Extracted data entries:

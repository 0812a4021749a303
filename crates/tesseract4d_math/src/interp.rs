//! Scalar interpolation

/// Cubic Hermite step from 0 to 1 as `x` moves from `edge0` to `edge1`
///
/// The result is clamped to [0, 1] and has zero slope at both edges.
/// With coincident edges this degrades to a hard step at `edge0`.
#[inline]
pub fn smoothstep(edge0: f32, edge1: f32, x: f32) -> f32 {
    if edge0 == edge1 {
        return if x < edge0 { 0.0 } else { 1.0 };
    }
    let t = ((x - edge0) / (edge1 - edge0)).clamp(0.0, 1.0);
    t * t * (3.0 - 2.0 * t)
}
//! Application configuration
//!
//! Configuration is loaded from multiple sources with the following priority (lowest to highest):
//! 1. `config/default.toml` (version controlled)
//! 2. `config/user.toml` (gitignored, user overrides)
//! 3. Environment variables (`T4D_SECTION__KEY`)

use figment::{Figment, providers::{Format, Toml, Env}};
use serde::{Serialize, Deserialize};
use std::path::Path;

use tesseract4d_core::DEFAULT_SCALE;
use tesseract4d_render::{CameraSettings, DEFAULT_CLEAR_COLOR};

/// Main application configuration
#[derive(Debug, Clone, Default, Serialize, Deserialize)]
pub struct AppConfig {
    /// Window configuration
    #[serde(default)]
    pub window: WindowConfig,
    /// Camera configuration
    #[serde(default)]
    pub camera: CameraConfig,
    /// Hypercube configuration
    #[serde(default)]
    pub hypercube: HypercubeConfig,
    /// Rendering configuration
    #[serde(default)]
    pub rendering: RenderingConfig,
    /// Debug configuration
    #[serde(default)]
    pub debug: DebugConfig,
}

impl AppConfig {
    /// Load configuration from default locations
    ///
    /// Priority (lowest to highest):
    /// 1. `config/default.toml`
    /// 2. `config/user.toml`
    /// 3. Environment variables (`T4D_*`)
    pub fn load() -> Result<Self, ConfigError> {
        Self::load_from("config")
    }

    /// Load configuration from a specific config directory
    pub fn load_from<P: AsRef<Path>>(config_dir: P) -> Result<Self, ConfigError> {
        let config_dir = config_dir.as_ref();
        let default_path = config_dir.join("default.toml");
        let user_path = config_dir.join("user.toml");

        let mut figment = Figment::new();

        if default_path.exists() {
            figment = figment.merge(Toml::file(&default_path));
        }

        if user_path.exists() {
            figment = figment.merge(Toml::file(&user_path));
        }

        // T4D_WINDOW__TITLE=Test -> window.title = "Test"
        figment = figment.merge(Env::prefixed("T4D_").split("__"));

        figment.extract().map_err(ConfigError::from)
    }
}

/// Window configuration
#[derive(Debug, Clone, Serialize, Deserialize)]
#[serde(default)]
pub struct WindowConfig {
    /// Window title; the current scale is appended at runtime
    pub title: String,
    /// Window width in pixels
    pub width: u32,
    /// Window height in pixels
    pub height: u32,
    /// Start in fullscreen mode
    pub fullscreen: bool,
    /// Enable VSync
    pub vsync: bool,
}

impl Default for WindowConfig {
    fn default() -> Self {
        Self {
            title: "Tesseract4D".to_string(),
            width: 1280,
            height: 720,
            fullscreen: false,
            vsync: true,
        }
    }
}

/// Camera configuration
#[derive(Debug, Clone, Serialize, Deserialize)]
#[serde(default)]
pub struct CameraConfig {
    /// Distance of the camera from the origin along +Z
    pub distance: f32,
    /// Field of view in degrees
    pub fov: f32,
    /// Near clipping plane
    pub near: f32,
    /// Far clipping plane
    pub far: f32,
}

impl Default for CameraConfig {
    fn default() -> Self {
        let settings = CameraSettings::default();
        Self {
            distance: settings.distance,
            fov: settings.fov_y_degrees,
            near: settings.near,
            far: settings.far,
        }
    }
}

impl CameraConfig {
    /// Convert to the renderer's camera settings
    pub fn to_camera_settings(&self) -> CameraSettings {
        CameraSettings {
            distance: self.distance,
            fov_y_degrees: self.fov,
            near: self.near,
            far: self.far,
        }
    }
}

/// Hypercube configuration
#[derive(Debug, Clone, Serialize, Deserialize)]
#[serde(default)]
pub struct HypercubeConfig {
    /// Scale factor at startup; applied to both rotation speed and the world matrix
    pub initial_scale: f32,
}

impl Default for HypercubeConfig {
    fn default() -> Self {
        Self {
            initial_scale: DEFAULT_SCALE,
        }
    }
}

impl HypercubeConfig {
    /// Starting scale, falling back to the default for non-positive values
    pub fn scale(&self) -> f32 {
        if self.initial_scale > 0.0 && self.initial_scale.is_finite() {
            self.initial_scale
        } else {
            log::warn!(
                "Ignoring invalid initial_scale {}; using {}",
                self.initial_scale,
                DEFAULT_SCALE
            );
            DEFAULT_SCALE
        }
    }
}

/// Rendering configuration
#[derive(Debug, Clone, Serialize, Deserialize)]
#[serde(default)]
pub struct RenderingConfig {
    /// Background color [r, g, b, a]
    pub background_color: [f32; 4],
    /// Multisample count (1 disables MSAA)
    pub msaa_samples: u32,
}

impl Default for RenderingConfig {
    fn default() -> Self {
        Self {
            background_color: DEFAULT_CLEAR_COLOR,
            msaa_samples: 4,
        }
    }
}

impl RenderingConfig {
    /// Sample count the GPU is guaranteed to support: 1 or 4
    pub fn sample_count(&self) -> u32 {
        match self.msaa_samples {
            0 | 1 => 1,
            4 => 4,
            other => {
                log::warn!("Unsupported msaa_samples {}; using 4", other);
                4
            }
        }
    }
}

/// Debug configuration
#[derive(Debug, Clone, Serialize, Deserialize)]
#[serde(default)]
pub struct DebugConfig {
    /// Log level (error, warn, info, debug, trace); RUST_LOG takes precedence
    pub log_level: String,
}

impl Default for DebugConfig {
    fn default() -> Self {
        Self {
            log_level: "info".to_string(),
        }
    }
}

/// Configuration error
#[derive(Debug)]
pub struct ConfigError {
    message: String,
}

impl From<figment::Error> for ConfigError {
    fn from(e: figment::Error) -> Self {
        ConfigError {
            message: e.to_string(),
        }
    }
}

impl std::fmt::Display for ConfigError {
    fn fmt(&self, f: &mut std::fmt::Formatter<'_>) -> std::fmt::Result {
        write!(f, "Configuration error: {}", self.message)
    }
}

impl std::error::Error for ConfigError {}

#[cfg(test)]
mod tests {
    use super::*;

    #[test]
    fn test_default_config() {
        let config = AppConfig::default();
        assert_eq!(config.window.width, 1280);
        assert_eq!(config.camera.distance, 10.0);
        assert_eq!(config.camera.fov, 45.0);
        assert_eq!(config.camera.near, 1.0);
        assert_eq!(config.camera.far, 200.0);
        assert_eq!(config.hypercube.initial_scale, 2.0);
        assert_eq!(config.rendering.background_color, [0.392, 0.584, 0.929, 1.0]);
    }

    #[test]
    fn test_config_serialization() {
        let config = AppConfig::default();
        let toml = toml::to_string(&config).unwrap();
        assert!(toml.contains("title"));
        assert!(toml.contains("initial_scale"));
        assert!(toml.contains("msaa_samples"));
    }

    #[test]
    fn test_partial_section_keeps_defaults() {
        let config: AppConfig = toml::from_str("[window]\nwidth = 800\n").unwrap();
        assert_eq!(config.window.width, 800);
        assert_eq!(config.window.height, 720);
        assert_eq!(config.hypercube.initial_scale, 2.0);
    }

    #[test]
    fn test_camera_settings_conversion() {
        let config = CameraConfig {
            distance: 12.0,
            fov: 60.0,
            near: 0.5,
            far: 50.0,
        };
        let settings = config.to_camera_settings();
        assert_eq!(settings.distance, 12.0);
        assert_eq!(settings.fov_y_degrees, 60.0);
        assert_eq!(settings.near, 0.5);
        assert_eq!(settings.far, 50.0);
    }

    #[test]
    fn test_invalid_initial_scale_falls_back() {
        let config = HypercubeConfig { initial_scale: -1.0 };
        assert_eq!(config.scale(), DEFAULT_SCALE);
        let config = HypercubeConfig { initial_scale: 3.0 };
        assert_eq!(config.scale(), 3.0);
    }

    #[test]
    fn test_sample_count() {
        let mut config = RenderingConfig::default();
        assert_eq!(config.sample_count(), 4);
        config.msaa_samples = 1;
        assert_eq!(config.sample_count(), 1);
        config.msaa_samples = 0;
        assert_eq!(config.sample_count(), 1);
        config.msaa_samples = 8;
        assert_eq!(config.sample_count(), 4);
    }
}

> [Description of the task]:
Your output should consist solely of the lines from the beginning of the entries through the line containing "if edge0 == edge1", reproduced exactly.

> [Output for this exercise]:
repository 0812a4021749a303
filename crates/tesseract4d_math/src/interp.rs
//! Scalar interpolation

/// Cubic Hermite step from 0 to 1 as `x` moves from `edge0` to `edge1`
///
/// The result is clamped to [0, 1] and has zero slope at both edges.
/// With coincident edges this degrades to a hard step at `edge0`.
#[inline]
pub fn smoothstep(edge0: f32, edge1: f32, x: f32) -> f32 {
    if edge0 == edge1 {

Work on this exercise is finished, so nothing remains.